A cena se repete em dezenas de clubes brasileiros. Palmeiras, Flamengo, Atlético-MG — todos carregam bets no peito. A receita é tentadora: contratos de R$ 100 milhões anuais em média para os grandes. Mas o custo político começa a aparecer.
Quem contra quem
De um lado, clubes endividados dependem do dinheiro das apostas para fechar as contas. Do outro, parlamentares de perfil conservador e setores da saúde pública denunciam a normalização do jogo, especialmente para crianças.
O deputado federal Helder Salomão (PT-ES) apresentou projeto que proíbe publicidade de apostas em uniformes esportivos. Na Alesp, o deputado Delegado Olim (PP) quer banir anúncios de bets em estádios, parques, estações de metrô e trem da capital paulista.

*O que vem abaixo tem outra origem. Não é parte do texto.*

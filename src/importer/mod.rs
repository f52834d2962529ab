//! The downstream importer that applies a changelist to the active store.
//!
//! The coordinator only relies on the [`Importer`] contract. [`DirectoryImporter`]
//! is the bundled implementation for file-backed projects.

mod directory;


pub use directory::DirectoryImporter;

use crate::changelist::ChangeList;
use crate::error::SyncError;
use thiserror::Error;

/// Failure reported by [`Importer::apply`].
#[derive(Error, Debug, Clone, PartialEq, Eq)]
#[error("import failed with {} error(s)", .messages.len())]
pub struct ImportError {
    pub messages: Vec<String>,
}

impl ImportError {
    pub fn new(messages: Vec<String>) -> Self {
        Self { messages }
    }
}

impl From<ImportError> for SyncError {
    fn from(err: ImportError) -> Self {
        SyncError::ImportError(err.messages)
    }
}

/// Applies changelists to an active store.
pub trait Importer {
    /// Whether another import currently holds the import lock.
    fn already_importing(&self) -> bool;

    /// Apply every change in `changes`. On failure nothing is guaranteed
    /// about partial application; the messages are also kept in [`errors`].
    ///
    /// [`errors`]: Importer::errors
    fn apply(&mut self, changes: &ChangeList) -> Result<(), ImportError>;

    /// Messages from the last failed `apply`.
    fn errors(&self) -> &[String];
}
//! CLI argument parsing for confsync.
//!
//! Uses clap derive macros for declarative argument definitions.
//! This module defines the command structure; actual implementations
//! are in the `commands` module.

use clap::{ArgAction, Parser, Subcommand};
use std::path::PathBuf;

/// Confsync: import staged configuration into the active store.
///
/// Staged objects named `ignore.<name>` exclude themselves and `<name>` from
/// the import, and are hidden from the importer's validation of the staged tree.
#[derive(Parser, Debug)]
#[command(name = "confsync")]
#[command(author, version, about, long_about = None)]
#[command(propagate_version = true)]
pub struct Cli {
    /// Project root (defaults to the current directory).
    #[arg(long, global = true, value_name = "DIR")]
    pub root: Option<PathBuf>,

    /// Increase log verbosity (-v info, -vv debug, -vvv trace).
    #[arg(short, long, action = ArgAction::Count, global = true)]
    pub verbose: u8,

    /// Only log errors.
    #[arg(short, long, global = true, conflicts_with = "verbose")]
    pub quiet: bool,

    #[command(subcommand)]
    pub command: Command,
}

/// Available commands for confsync.
#[derive(Subcommand, Debug)]
pub enum Command {
    /// Import staged configuration into the active store.
    ///
    /// Lists the changes, asks for confirmation, then applies them.
    Import(ImportArgs),

    /// Show pending changes and exclusions without importing.
    Status(StatusArgs),

    /// Import lock management.
    Lock(LockCommand),
}

/// Arguments for the `import` command.
#[derive(Parser, Debug)]
pub struct ImportArgs {
    /// Skip the confirmation prompt.
    #[arg(short, long)]
    pub yes: bool,
}

/// Arguments for the `status` command.
#[derive(Parser, Debug)]
pub struct StatusArgs {
    /// Print the pending changes and exclusions as JSON.
    #[arg(long)]
    pub json: bool,
}

/// Lock subcommands.
#[derive(Parser, Debug)]
pub struct LockCommand {
    #[command(subcommand)]
    pub action: LockAction,
}

/// Available lock actions.
#[derive(Subcommand, Debug)]
pub enum LockAction {
    /// Remove a stale import lock.
    ///
    /// A lock that is not stale is only removed with --force.
    Clear(LockClearArgs),
}

/// Arguments for the `lock clear` command.
#[derive(Parser, Debug)]
pub struct LockClearArgs {
    /// Clear the lock even if it is not stale.
    #[arg(long)]
    pub force: bool,
}

impl Cli {
    /// Parse command line arguments.
    pub fn parse_args() -> Self {
        Cli::parse()
    }

    /// Log level implied by `-v`/`-q`.
    pub fn log_level(&self) -> log::LevelFilter {
        if self.quiet {
            return log::LevelFilter::Error;
        }
        match self.verbose {
            0 => log::LevelFilter::Warn,
            1 => log::LevelFilter::Info,
            2 => log::LevelFilter::Debug,
            _ => log::LevelFilter::Trace,
        }
    }
}

#[cfg(test)]
mod tests {
    use super::*;
    use clap::CommandFactory;

    #[test]
    fn cli_debug_assert() {
        Cli::command().debug_assert();
    }

    #[test]
    fn parse_import() {
        let cli = Cli::try_parse_from(["confsync", "import"]).unwrap();
        if let Command::Import(args) = cli.command {
            assert!(!args.yes);
        } else {
            panic!("Expected Import command");
        }
        assert!(cli.root.is_none());
    }

    #[test]
    fn parse_import_yes_with_root() {
        let cli = Cli::try_parse_from(["confsync", "import", "-y", "--root", "/srv/site"]).unwrap();
        assert_eq!(cli.root, Some(PathBuf::from("/srv/site")));
        assert!(matches!(cli.command, Command::Import(ImportArgs { yes: true })));
    }

    #[test]
    fn parse_status_json() {
        let cli = Cli::try_parse_from(["confsync", "status", "--json"]).unwrap();
        assert!(matches!(cli.command, Command::Status(StatusArgs { json: true })));
    }

    #[test]
    fn parse_lock_clear_force() {
        let cli = Cli::try_parse_from(["confsync", "lock", "clear", "--force"]).unwrap();
        if let Command::Lock(lock_cmd) = cli.command {
            let LockAction::Clear(args) = lock_cmd.action;
            assert!(args.force);
        } else {
            panic!("Expected Lock command");
        }
    }

    #[test]
    fn verbosity_maps_to_log_level() {
        let cli = Cli::try_parse_from(["confsync", "-vv", "status"]).unwrap();
        assert_eq!(cli.log_level(), log::LevelFilter::Debug);

        let cli = Cli::try_parse_from(["confsync", "status", "-q"]).unwrap();
        assert_eq!(cli.log_level(), log::LevelFilter::Error);

        let cli = Cli::try_parse_from(["confsync", "status"]).unwrap();
        assert_eq!(cli.log_level(), log::LevelFilter::Warn);
    }

    #[test]
    fn quiet_conflicts_with_verbose() {
        assert!(Cli::try_parse_from(["confsync", "-q", "-v", "status"]).is_err());
    }

    #[test]
    fn parse_no_command_fails() {
        assert!(Cli::try_parse_from(["confsync"]).is_err());
    }
}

Outro projeto, do vereador Rubinho Nunes (União-SP), estende a restrição a espaços culturais da cidade de São Paulo.
Contexto: o boom das bets
O mercado de apostas online explodiu no Brasil após a regulamentação de 2018. Em 2023, movimentou R$ 67 bilhões, segundo a Secretaria de Prêmios e Apostas do Ministério da Fazenda. O crescimento foi de 300% em dois anos.
Mas o modelo de negócio depende de visibilidade. E o futebol oferece o palco perfeito: 150 milhões de torcedores, transmissões em horário nobre, ídolos como garoto-propaganda.
O problema é que a lei de 2018 não regulou publicidade. Deixou uma lacuna. As bets ocuparam o espaço vazio com agressividade. Hoje, é impossível assistir a uma partida sem ver uma marca de apostas.
O dilema regulatório
Os projetos em tramitação enfrentam resistência da indústria e dos clubes. O argumento é econômico: sem as bets, times quebram. Mas há outro argumento, mais sutil: liberdade comercial.
A Confederação Brasileira de Futebol não se pronunciou oficialmente. Mas bastidores indicam lobby intenso contra as restrições. A lógica é simples: o patrocínio de bets representa hoje cerca de 30% da receita publicitária do futebol brasileiro.
Do lado oposto, especialistas em saúde pública alertam para o vício em apostas, especialmente entre jovens. Dados da Fundação Oswaldo Cruz indicam que 15% dos apostadores têm entre 18 e 24 anos — e muitos começaram a apostar menores de idade, expostos à publicidade.
Precedentes legislativos
O Brasil já passou por isso. A publicidade de cigarro foi proibida em eventos esportivos em 2000. A de bebidas alcoólicas, restringida em 2008. Ambas as medidas enfrentaram resistência da indústria. Ambas foram aprovadas.
A diferença é que, desta vez, o mercado é novo, digital e menos consolidado politicamente. As bets ainda não construíram as redes de influência que tabaco e álcool tinham. Isso facilita o avanço legislativo.
Mas também significa que a batalha será travada menos no Congresso e mais na Justiça. Ações questionando a constitucionalidade das restrições são esperadas. O argumento será liberdade de expressão comercial versus proteção de vulneráveis.
O que vem agora
Os projetos ainda precisam passar por comissões, receber pareceres, enfrentar lobbies. O processo é lento. Mas o clima político mudou. A opinião pública, sensibilizada pelo caso Corinthians, está mais receptiva a controles.
Se aprovados, os textos podem redesenhar o modelo de financiamento do futebol brasileiro. Clubes terão que buscar outras fontes. Bets terão que encontrar outros canais. E o torcedor verá um uniforme menos poluído — ou um time mais endividado.
A questão central é antiga: até onde o Estado pode regular a publicidade em nome do interesse público? A resposta, como sempre, virá do embate entre Congresso, Executivo, Judiciário e mercado.
O caso Corinthians foi apenas o estopim. A guerra regulatória mal começou.